As expected, we found that methods that encourage deeper semantic processing of the misinformation produce higher rates of misinformation reporting at a subsequent test. Participants who were asked to place the elements of a scrambled narrative in chronological order, or who had to use context clues from the narrative to fill in missing words, reported more misinformation than participants who simply read the same narrative. This supports previous research suggesting that depth of processing is a critical factor in misinformation acceptance (Garry et al., 1996; Goff &

Roediger, 1998; Lane & Zaragoza, 2007; Sharman et al., 2004; Zaragoza & Lane, 1994). Importantly, these effects were observed without a corresponding decrease in accuracy in the control condition, suggesting that the effect is specific to misinformation. Of the written methods employed, the simple narrative was the least effective at immediate test, despite being one of the most commonly used approaches in experimental research (e.g. Eakin et al., 2003; Echterhoff et al., 2007; Greene et al., 2020; Stark et al., 2010; Zhu, Chen, Loftus, Lin, He, Chen, Li, Xue, et al., 2010). A clear “sleeper effect” (cf. Underwood & Pezdek, 1998) was however observed after one week, whereby participants in the simple narrative condition reported a higher rate of misinformation following a delay. This effect is thought to come about as the details of the original event fade over time, and participants become more prone making source-monitoring errors by confusing the post-event

35 misinformation with the original event (Frost et al., 2002). A similar effect was observed in the scrambled narrative and missing-items narrative conditions (though this did not quite reach significance in the missing-items condition). These conditions continued to show the strongest misinformation effect after one week, providing additional support for the levels of processing account outlined above.
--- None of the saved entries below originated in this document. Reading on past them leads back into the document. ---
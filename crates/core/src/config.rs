//! Configuration types for the job queue.

use std::time::Duration;

use crate::error::{ConvoyError, Result};

/// Default time a completed item record survives: one day.
pub const DEFAULT_RETENTION: Duration = Duration::from_secs(60 * 60 * 24);

/// Longest retention actually applied. Larger values are clamped so that
/// `now + retention` stays representable, and Redis still accepts the TTL.
pub const MAX_RETENTION: Duration = Duration::from_millis(i64::MAX as u64 / 2);

/// Retention in milliseconds, clamped to [`MAX_RETENTION`].
pub fn retention_millis(retention: Duration) -> i64 {
    i64::try_from(retention.min(MAX_RETENTION).as_millis()).unwrap_or(i64::MAX / 2)
}

/// Engine configuration, built once and handed to every [`crate::Client`].
#[derive(Debug, Clone)]
pub struct ConvoyConfig {
    /// Backend connection URL.
    pub url: String,
    /// How long a completed item record survives before TTL eviction.
    pub retention: Duration,
}

impl Default for ConvoyConfig {
    fn default() -> Self {
        Self {
            url: String::new(),
            retention: DEFAULT_RETENTION,
        }
    }
}

impl ConvoyConfig {
    /// Create a new ConvoyConfig with the default retention.
    pub fn new(url: impl Into<String>) -> Self {
        Self {
            url: url.into(),
            ..Default::default()
        }
    }

    /// Create a new builder.
    pub fn builder() -> ConvoyConfigBuilder {
        ConvoyConfigBuilder::new()
    }

    /// The URL, or a configuration error if none was set.
    pub fn require_url(&self) -> Result<&str> {
        if self.url.is_empty() {
            return Err(ConvoyError::Config("backend url is required".to_string()));
        }
        Ok(&self.url)
    }
}

/// Builder for ConvoyConfig.
#[derive(Debug, Default)]
pub struct ConvoyConfigBuilder {
    config: ConvoyConfig,
}

impl ConvoyConfigBuilder {
    /// Create a new builder with default values.
    pub fn new() -> Self {
        Self::default()
    }

    /// Set the backend URL.
    pub fn url(mut self, url: impl Into<String>) -> Self {
        self.config.url = url.into();
        self
    }

    /// Set the retention of completed records.
    pub fn retention(mut self, retention: Duration) -> Self {
        self.config.retention = retention;
        self
    }

    /// Build the ConvoyConfig.
    pub fn build(self) -> ConvoyConfig {
        self.config
    }
}

/// Configuration for a [`crate::Worker`] loop.
#[derive(Debug, Clone)]
pub struct WorkerConfig {
    /// Queue to take items from.
    pub queue: String,
    /// Pause after finding the queue empty.
    pub poll_interval: Duration,
    /// Pause after a backend error.
    pub error_backoff: Duration,
}

impl Default for WorkerConfig {
    fn default() -> Self {
        Self {
            queue: "default".to_string(),
            poll_interval: Duration::from_millis(500),
            error_backoff: Duration::from_secs(1),
        }
    }
}

impl WorkerConfig {
    /// Create a new builder.
    pub fn builder() -> WorkerConfigBuilder {
        WorkerConfigBuilder::new()
    }
}

/// Builder for WorkerConfig.
#[derive(Debug, Default)]
pub struct WorkerConfigBuilder {
    config: WorkerConfig,
}

impl WorkerConfigBuilder {
    /// Create a new builder with default values.
    pub fn new() -> Self {
        Self::default()
    }

    /// Set the queue name.
    pub fn queue(mut self, queue: impl Into<String>) -> Self {
        self.config.queue = queue.into();
        self
    }

    /// Set the idle poll interval.
    pub fn poll_interval(mut self, interval: Duration) -> Self {
        self.config.poll_interval = interval;
        self
    }

    /// Set the backoff after backend errors.
    pub fn error_backoff(mut self, backoff: Duration) -> Self {
        self.config.error_backoff = backoff;
        self
    }

    /// Build the WorkerConfig.
    pub fn build(self) -> WorkerConfig {
        self.config
    }
}

/// Configuration for a [`crate::Sweeper`] loop.
#[derive(Debug, Clone)]
pub struct SweeperConfig {
    /// Queue to sweep.
    pub queue: String,
    /// Time between sweeps.
    pub interval: Duration,
    /// Claims older than this are considered stuck.
    pub stuck_after: Duration,
}

impl Default for SweeperConfig {
    fn default() -> Self {
        Self {
            queue: "default".to_string(),
            interval: Duration::from_secs(60),
            stuck_after: Duration::from_secs(300),
        }
    }
}

impl SweeperConfig {
    /// Create a new builder.
    pub fn builder() -> SweeperConfigBuilder {
        SweeperConfigBuilder::new()
    }
}

/// Builder for SweeperConfig.
#[derive(Debug, Default)]
pub struct SweeperConfigBuilder {
    config: SweeperConfig,
}

impl SweeperConfigBuilder {
    /// Create a new builder with default values.
    pub fn new() -> Self {
        Self::default()
    }

    /// Set the queue name.
    pub fn queue(mut self, queue: impl Into<String>) -> Self {
        self.config.queue = queue.into();
        self
    }

    /// Set the sweep interval.
    pub fn interval(mut self, interval: Duration) -> Self {
        self.config.interval = interval;
        self
    }

    /// Set the age after which a claim counts as stuck.
    pub fn stuck_after(mut self, age: Duration) -> Self {
        self.config.stuck_after = age;
        self
    }

    /// Build the SweeperConfig.
    pub fn build(self) -> SweeperConfig {
        self.config
    }
}

#[cfg(test)]
mod tests {
    use super::*;

    #[test]
    fn test_convoy_config_default() {
        let config = ConvoyConfig::default();
        assert!(config.url.is_empty());
        assert_eq!(config.retention, Duration::from_secs(86400));
    }

    #[test]
    fn test_convoy_config_new_keeps_default_retention() {
        let config = ConvoyConfig::new("redis://localhost");
        assert_eq!(config.url, "redis://localhost");
        assert_eq!(config.retention, DEFAULT_RETENTION);
    }

    #[test]
    fn test_convoy_config_builder() {
        let config = ConvoyConfig::builder()
            .url("redis://cache:6379")
            .retention(Duration::from_secs(3600))
            .build();
        assert_eq!(config.url, "redis://cache:6379");
        assert_eq!(config.retention, Duration::from_secs(3600));
    }

    #[test]
    fn test_retention_millis_clamps_huge_values() {
        assert_eq!(retention_millis(Duration::ZERO), 0);
        assert_eq!(retention_millis(DEFAULT_RETENTION), 86_400_000);
        assert_eq!(retention_millis(Duration::from_secs(u64::MAX)), i64::MAX / 2);
        assert_eq!(retention_millis(Duration::from_millis(i64::MAX as u64)), i64::MAX / 2);
        assert!(crate::item::now_millis()
            .checked_add(retention_millis(Duration::MAX))
            .is_some());
    }

    #[test]
    fn test_require_url() {
        assert!(matches!(
            ConvoyConfig::default().require_url(),
            Err(ConvoyError::Config(_))
        ));
        assert_eq!(
            ConvoyConfig::new("redis://x").require_url().unwrap(),
            "redis://x"
        );
    }

    #[test]
    fn test_worker_config_builder() {
        let config = WorkerConfig::builder()
            .queue("orders")
            .poll_interval(Duration::from_millis(50))
            .error_backoff(Duration::from_millis(200))
            .build();
        assert_eq!(config.queue, "orders");
        assert_eq!(config.poll_interval, Duration::from_millis(50));
        assert_eq!(config.error_backoff, Duration::from_millis(200));
    }

    #[test]
    fn test_sweeper_config_default() {
        let config = SweeperConfig::default();
        assert_eq!(config.queue, "default");
        assert_eq!(config.interval, Duration::from_secs(60));
        assert_eq!(config.stuck_after, Duration::from_secs(300));
    }

    #[test]
    fn test_sweeper_config_builder() {
        let config = SweeperConfig::builder()
            .queue("orders")
            .interval(Duration::from_secs(5))
            .stuck_after(Duration::from_secs(30))
            .build();
        assert_eq!(config.queue, "orders");
        assert_eq!(config.interval, Duration::from_secs(5));
        assert_eq!(config.stuck_after, Duration::from_secs(30));
    }
}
Simple vs. elaborate leading questions

Previous research has suggested that including additional detail in a leading question may enhance the misinformation effect (Sharman & Powell, 2012). In the present study, both simple leading questions and elaborate leading questions resulted in significant misinformation effects, however contrary to our expectations, the effect size in both conditions was very similar at immediate test, and the quantity of misinformation reported in the two conditions did not differ significantly. After a one week delay however, the misinformation effect was no longer significant in the simple leading questions condition, and the effect size in the elaborate leading questions condition was more than double that in the simple condition. It is important to note that this follow-up analysis was relatively underpowered, and that the simple leading questions did have a moderate continued effect on memory. Nevertheless, the more detailed questions – which may aid visualisation of the misinformation – do appear to have elicited a longer-lasting effect.

Doctored photographs

In contrast with previous research on the topic, (e.g. Braun & Loftus, 1998; Henkel & Carbuto, 2008;

Koutstaal et al., 1999; Nash et al., 2009; Schacter et al., 1997), the doctored photographs employed in the present study did not elicit a higher rate of misinformation relative to viewing control

(unaltered) photographs of the scene. In order to ensure a match with other conditions in the experiment, participants were allowed to move through the slideshow at their own pace and were not required to engage in any depth with the photographs. This null effect may therefore be partially

36 explained by a levels of processing account (Craik & Lockhart, 1972), however other self-paced conditions (such as the simple narrative) did produce significant misinformation effects. It is also possible that, in viewing the doctored images, participants did not focus on the altered elements of the image but instead attended to other features of the scene; for example, they may not have noticed the red traffic light at the top of the image if they were focussed on the arguing couple below. Finally, participants may have consciously discounted the misinformation presented in the doctored images if they detected the alterations and realised that they were being provided with inaccurate details. However, Nash (2018) showed that even very badly doctored photographs can produce memory distortions (e.g. an image of a crowd scene with a Photoshopped police horse whose feet don’t touch the ground). Moreover, when asked what they believed the experiment to be about, only 2.2% of participants in the doctored photographs condition suggested that the experiment may have included misinformation. Of these, only one participant explicitly reported anything relating to image alteration: ”I think it had something to do with false memories, as one of the images shown showed the robber bumping into the woman exiting the park, whilst I distinctively remember the woman who was robbed hitting her”. No other participants in this condition indicated any awareness that the images had been doctored, and overall this condition was associated with the lowest rate of misinformation detection in the experiment. These results suggest that doctored photos may not be a useful method of implanting misinformation. Our findings stand in contrast to the predictions of the source monitoring framework, which holds that significant overlap between sources – e.g. in the case of a video and screenshots from that same video – should result in increased source monitoring errors and therefore higher false memory rates (Mitchell & Johnson,

2000). However, given that doctored photographs have been repeatedly shown to influence memory in other studies (e.g. Frenda et al., 2013; Nash, 2018; Sacchi et al., 2007; Strange et al.,

2008; Strange et al., 2006; Wade et al., 2002), further evidence is required to examine the utility of doctored photographs under a range of different conditions.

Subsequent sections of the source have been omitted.